EXERCISE REQUIREMENTS - Lines that include the word "frozen" should be copied from the listing that follows.

DATASET -
________
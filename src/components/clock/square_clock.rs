use crate::component::{Component, PinLayout, Properties, RecalcContext};
use crate::components::common::props;
use crate::error::SnapshotError;
use crate::value::LogicValue;
use serde_json::Value;
use std::any::Any;

/// Free-running square wave driven by wall time. Each period starts with
/// the low phase.
#[derive(Debug, Clone)]
pub struct Clock {
    period_ms: u64,
    duty_cycle: u8, // Percent of the period spent high
    high_ms: u64,
    low_ms: u64,
    phase_origin: Option<u64>,
}

impl Clock {
    pub const DEFAULT_PERIOD_MS: u64 = 1000;
    pub const DEFAULT_DUTY_CYCLE: u8 = 50;

    pub fn new(period_ms: u64, duty_cycle: u8) -> Self {
        let mut clock = Clock {
            period_ms: 0,
            duty_cycle: Self::DEFAULT_DUTY_CYCLE,
            high_ms: 0,
            low_ms: 0,
            phase_origin: None,
        };
        clock.reconfigure(period_ms, duty_cycle);
        clock
    }

    pub fn from_properties(props: &Properties) -> Result<Self, SnapshotError> {
        let period = props::get_u64(props, "period", Self::DEFAULT_PERIOD_MS)?;
        let duty = props::get_u64(props, "dutycycle", Self::DEFAULT_DUTY_CYCLE as u64)?;
        if period == 0 {
            return Err(SnapshotError::invalid_property("period", "must be positive"));
        }
        Ok(Clock::new(period, duty.min(100) as u8))
    }

    /// Change the waveform and restart the phase at the next recompute.
    pub fn reconfigure(&mut self, period_ms: u64, duty_cycle: u8) {
        self.period_ms = period_ms.max(1);
        self.duty_cycle = duty_cycle.clamp(1, 99);
        self.update_timing();
        self.phase_origin = None;
    }

    pub fn period_ms(&self) -> u64 {
        self.period_ms
    }

    pub fn duty_cycle(&self) -> u8 {
        self.duty_cycle
    }

    fn update_timing(&mut self) {
        // Widened so huge periods cannot overflow; the quotient fits back.
        self.high_ms = (self.period_ms as u128 * self.duty_cycle as u128 / 100) as u64;
        self.low_ms = self.period_ms - self.high_ms;
    }

    /// Level at `now_ms`, anchoring the phase on first use.
    pub fn level_at(&mut self, now_ms: u64) -> LogicValue {
        let origin = *self.phase_origin.get_or_insert(now_ms);
        let phase = now_ms.saturating_sub(origin) % self.period_ms;
        LogicValue::from_bool(phase >= self.low_ms)
    }
}

impl Default for Clock {
    fn default() -> Self {
        Clock::new(Self::DEFAULT_PERIOD_MS, Self::DEFAULT_DUTY_CYCLE)
    }
}

impl Component for Clock {
    fn kind(&self) -> &'static str {
        "clock"
    }

    fn layout(&self) -> PinLayout {
        PinLayout::new().output("CLK")
    }

    fn recalc_value(&mut self, _inputs: &[LogicValue], ctx: &mut RecalcContext<'_>) -> Vec<LogicValue> {
        vec![self.level_at(ctx.wall_ms)]
    }

    fn is_time_driven(&self) -> bool {
        true
    }

    fn properties(&self) -> Properties {
        let mut props = Properties::new();
        props.insert("period".into(), Value::from(self.period_ms));
        props.insert("dutycycle".into(), Value::from(self.duty_cycle as u64));
        props
    }

    fn as_any(&self) -> &dyn Any {
        self
    }

    fn as_any_mut(&mut self) -> &mut dyn Any {
        self
    }
}
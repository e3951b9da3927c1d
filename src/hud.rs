// Transcript Booster - Viewport-driven virtualization for long chat transcripts
// Copyright (C) 2025  Simon Peter Rothgang
//
// This program is free software: you can redistribute it and/or modify
// it under the terms of the GNU Affero General Public License as
// published by the Free Software Foundation, either version 3 of the
// License, or (at your option) any later version.
//
// This program is distributed in the hope that it will be useful,
// but WITHOUT ANY WARRANTY; without even the implied warranty of
// MERCHANTABILITY or FITNESS FOR A PARTICULAR PURPOSE.  See the
// GNU Affero General Public License for more details.
//
// You should have received a copy of the GNU Affero General Public License
// along with this program.  If not, see <https://www.gnu.org/licenses/>.

//! On-page status display.

use crate::capture::CaptureStatus;
use crate::dom::{Document, NodeId};
use crate::markup::{MarkupPolicy, write_content};
use crate::panel::PanelPosition;
use crate::style::{HUD_CLASS, STYLESHEET};
use std::fmt;

const ACTIVE_CLASS: &str = "active";
const STYLE_ID: &str = "boost-style";

#[derive(Debug, Clone, PartialEq, Eq)]
pub struct HudStatus {
    /// Recomputed from the page, never larger than `total`.
    pub frozen: usize,
    pub total: usize,
    pub capture: CaptureStatus,
}

impl HudStatus {
    /// Highlighted only while something is frozen.
    #[must_use]
    pub fn active(&self) -> bool {
        self.frozen > 0
    }
}

impl fmt::Display for HudStatus {
    fn fmt(&self, f: &mut fmt::Formatter<'_>) -> fmt::Result {
        write!(f, "Booster: {} / {} ❄️ | {}", self.frozen, self.total, self.capture)
    }
}

#[derive(Debug)]
pub struct Hud {
    element: NodeId,
    position: Option<PanelPosition>,
}

impl Hud {
    /// Inject the stylesheet (once) and create the status element.
    pub fn install(doc: &mut Document, position: Option<PanelPosition>) -> Self {
        inject_stylesheet(doc);
        let element = create_element(doc, position);
        Self { element, position }
    }

    #[must_use]
    pub fn element(&self) -> NodeId {
        self.element
    }

    /// Write the status. Recreates the element if the page dropped it.
    pub fn render(&mut self, doc: &mut Document, policy: Option<&MarkupPolicy>, status: &HudStatus) {
        if !doc.is_connected(self.element) {
            tracing::debug!("status element was removed by the page; recreating");
            inject_stylesheet(doc);
            self.element = create_element(doc, self.position);
        }
        write_content(doc, self.element, policy, "boost-hud-text", &status.to_string());
        if status.active() {
            doc.add_class(self.element, ACTIVE_CLASS);
        } else {
            doc.remove_class(self.element, ACTIVE_CLASS);
        }
    }
}

fn inject_stylesheet(doc: &mut Document) {
    let head = doc.head();
    let present = doc.element_children(head).any(|id| doc.attribute(id, "id") == Some(STYLE_ID));
    if present {
        return;
    }
    let style = doc.create_element("style");
    doc.set_attribute(style, "id", STYLE_ID);
    doc.set_text(style, STYLESHEET);
    doc.append_child(head, style);
}

fn create_element(doc: &mut Document, position: Option<PanelPosition>) -> NodeId {
    let element = doc.create_element("div");
    doc.add_class(element, HUD_CLASS);
    if let Some(PanelPosition { left, top }) = position {
        doc.set_attribute(element, "style", &format!("left: {left}px; top: {top}px; right: auto"));
    }
    doc.append_child(doc.body(), element);
    element
}
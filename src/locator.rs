// Transcript Booster - Viewport-driven virtualization for long chat transcripts
// Copyright (C) 2025  Simon Peter Rothgang
//
// This program is free software: you can redistribute it and/or modify
// it under the terms of the GNU Affero General Public License as
// published by the Free Software Foundation, either version 3 of the
// License, or (at your option) any later version.
//
// This program is distributed in the hope that it will be useful,
// but WITHOUT ANY WARRANTY; without even the implied warranty of
// MERCHANTABILITY or FITNESS FOR A PARTICULAR PURPOSE.  See the
// GNU Affero General Public License for more details.
//
// You should have received a copy of the GNU Affero General Public License
// along with this program.  If not, see <https://www.gnu.org/licenses/>.

//! Finding the element that scrolls the transcript.
//!
//! The host markup is not ours, so this is an ordered fallback chain:
//! the configured primary selector when it actually scrolls, then the first
//! `div`/`main` in document order that both declares scrolling overflow and
//! overflows its box. Nothing qualifying means "no container", and the
//! booster runs against the viewport instead.

use crate::deep_query::{deep_filter, deep_query};
use crate::dom::{Document, NodeId, Selector};

/// How a container was found.
#[derive(Debug, Clone, Copy, PartialEq, Eq)]
pub enum ContainerSource {
    PrimarySelector,
    OverflowScan,
}

#[derive(Debug, Clone, Copy, PartialEq, Eq)]
pub struct ContainerMatch {
    pub id: NodeId,
    pub source: ContainerSource,
}

/// Run the fallback chain once.
#[must_use]
pub fn find_container(doc: &Document, primary: &Selector) -> Option<ContainerMatch> {
    let root = Some(doc.root());
    if let Some(id) =
        deep_query(doc, root, primary).into_iter().find(|id| doc.overflow_y(*id).scrolls())
    {
        return Some(ContainerMatch { id, source: ContainerSource::PrimarySelector });
    }

    deep_filter(doc, root, |id| matches!(doc.tag(id), Some("div" | "main")))
        .into_iter()
        .find(|id| {
            doc.overflow_y(*id).scrolls() && doc.scroll_height(*id) > doc.client_height(*id)
        })
        .map(|id| ContainerMatch { id, source: ContainerSource::OverflowScan })
}

/// Result of one [`ContainerSlot::refresh`].
#[derive(Debug, Clone, Copy, PartialEq, Eq)]
pub enum ContainerChange {
    Unchanged,
    Acquired(NodeId),
    Replaced { old: NodeId, new: NodeId },
    Lost(NodeId),
}

/// The one "current" container.
#[derive(Debug, Default)]
pub struct ContainerSlot {
    current: Option<NodeId>,
}

impl ContainerSlot {
    #[must_use]
    pub fn current(&self) -> Option<NodeId> {
        self.current
    }

    /// Current container if it is still attached to the page.
    #[must_use]
    pub fn live(&self, doc: &Document) -> Option<NodeId> {
        self.current.filter(|c| doc.is_connected(*c))
    }

    /// Fold a fresh search result into the slot.
    ///
    /// A different non-null candidate replaces the current container. A null
    /// candidate never evicts a container that is still attached; it only
    /// clears one that the page has detached.
    pub fn refresh(&mut self, doc: &Document, candidate: Option<NodeId>) -> ContainerChange {
        match (self.current, candidate) {
            (None, Some(new)) => {
                self.current = Some(new);
                ContainerChange::Acquired(new)
            }
            (Some(old), Some(new)) if old != new => {
                self.current = Some(new);
                ContainerChange::Replaced { old, new }
            }
            (Some(old), None) if !doc.is_connected(old) => {
                self.current = None;
                ContainerChange::Lost(old)
            }
            _ => ContainerChange::Unchanged,
        }
    }
}
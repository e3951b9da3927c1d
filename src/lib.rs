// Transcript Booster - Viewport-driven virtualization for long chat transcripts
// Copyright (C) 2025  Simon Peter Rothgang
//
// This program is free software: you can redistribute it and/or modify
// it under the terms of the GNU Affero General Public License as
// published by the Free Software Foundation, either version 3 of the
// License, or (at your option) any later version.
//
// This program is distributed in the hope that it will be useful,
// but WITHOUT ANY WARRANTY; without even the implied warranty of
// MERCHANTABILITY or FITNESS FOR A PARTICULAR PURPOSE.  See the
// GNU Affero General Public License for more details.
//
// You should have received a copy of the GNU Affero General Public License
// along with this program.  If not, see <https://www.gnu.org/licenses/>.

pub mod capture;
pub mod collapse;
pub mod config;
pub mod context;
pub mod deep_query;
pub mod discovery;
pub mod dom;
pub mod error;
pub mod export;
pub mod hud;
pub mod intersection;
pub mod locator;
pub mod markup;
pub mod panel;
pub mod runtime;
pub mod scanner;
pub mod style;
pub mod virtualize;

use clap::{Parser, Subcommand};
use std::path::PathBuf;

#[derive(Parser, Debug)]
#[command(name = "booster", about = "Viewport-driven virtualization for long chat transcripts")]
pub struct Cli {
    #[command(subcommand)]
    pub command: Command,

    /// Config file (defaults to <config dir>/transcript-booster/config.json)
    #[arg(long, global = true)]
    pub config: Option<PathBuf>,

    /// Freeze/thaw buffer above and below the viewport, in pixels
    #[arg(long, global = true)]
    pub viewport_margin: Option<f64>,

    /// Discovery scan period in milliseconds
    #[arg(long, global = true)]
    pub scan_interval: Option<u64>,

    /// Never fold tall off-screen sections
    #[arg(long, global = true)]
    pub no_auto_collapse: bool,

    /// Write tracing diagnostics to this file
    #[arg(long, global = true)]
    pub log_file: Option<PathBuf>,

    /// Tracing filter directives (defaults to RUST_LOG, then `info`)
    #[arg(long, global = true)]
    pub log_filter: Option<String>,

    /// Append to the log file instead of truncating it
    #[arg(long, global = true)]
    pub log_append: bool,
}

#[derive(Subcommand, Debug)]
pub enum Command {
    /// Run the booster over a page fixture and print the status every cycle
    Simulate {
        /// Page fixture (JSON)
        #[arg(long)]
        page: PathBuf,
        /// Scheduled host events (JSON list)
        #[arg(long)]
        events: Option<PathBuf>,
    },
    /// Export the transcript of a page fixture as Markdown
    Export {
        #[arg(long)]
        page: PathBuf,
        /// Captured response body to prefer over the page text
        #[arg(long)]
        capture: Option<PathBuf>,
        #[arg(long)]
        out: PathBuf,
    },
    /// Show or store the control panel position
    Panel {
        #[arg(long, requires = "top")]
        left: Option<f64>,
        #[arg(long, requires = "left")]
        top: Option<f64>,
    },
}
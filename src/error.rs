// Transcript Booster - Viewport-driven virtualization for long chat transcripts
// Copyright (C) 2025  Simon Peter Rothgang
//
// This program is free software: you can redistribute it and/or modify
// it under the terms of the GNU Affero General Public License as
// published by the Free Software Foundation, either version 3 of the
// License, or (at your option) any later version.
//
// This program is distributed in the hope that it will be useful,
// but WITHOUT ANY WARRANTY; without even the implied warranty of
// MERCHANTABILITY or FITNESS FOR A PARTICULAR PURPOSE.  See the
// GNU Affero General Public License for more details.
//
// You should have received a copy of the GNU Affero General Public License
// along with this program.  If not, see <https://www.gnu.org/licenses/>.

#[derive(Debug, Clone, PartialEq, Eq, thiserror::Error)]
pub enum AppError {
    #[error("Page fixture could not be loaded")]
    PageLoad,
    #[error("Invalid booster configuration")]
    InvalidConfig,
    #[error("No transcript blocks found")]
    NoBlocksFound,
    #[error("Export file could not be written")]
    ExportWrite,
}

impl AppError {
    pub const PAGE_LOAD_EXIT_CODE: i32 = 20;
    pub const INVALID_CONFIG_EXIT_CODE: i32 = 21;
    pub const NO_BLOCKS_FOUND_EXIT_CODE: i32 = 22;
    pub const EXPORT_WRITE_EXIT_CODE: i32 = 23;

    #[must_use]
    pub fn exit_code(&self) -> i32 {
        match self {
            Self::PageLoad => Self::PAGE_LOAD_EXIT_CODE,
            Self::InvalidConfig => Self::INVALID_CONFIG_EXIT_CODE,
            Self::NoBlocksFound => Self::NO_BLOCKS_FOUND_EXIT_CODE,
            Self::ExportWrite => Self::EXPORT_WRITE_EXIT_CODE,
        }
    }

    #[must_use]
    pub fn user_message(&self) -> &'static str {
        match self {
            Self::PageLoad => "Failed to load the page fixture. Check the --page path and its JSON.",
            Self::InvalidConfig => {
                "The booster configuration is invalid. Run with --log-file for details."
            }
            Self::NoBlocksFound => {
                "Export aborted: no transcript blocks were found on the page. Nothing was written."
            }
            Self::ExportWrite => "Failed to write the export file.",
        }
    }
}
________
SOLUTION TO THIS TASK -
    pub frozen: usize,
    /// Highlighted only while something is frozen.
        self.frozen > 0
        write!(f, "Booster: {} / {} ❄️ | {}", self.frozen, self.total, self.capture)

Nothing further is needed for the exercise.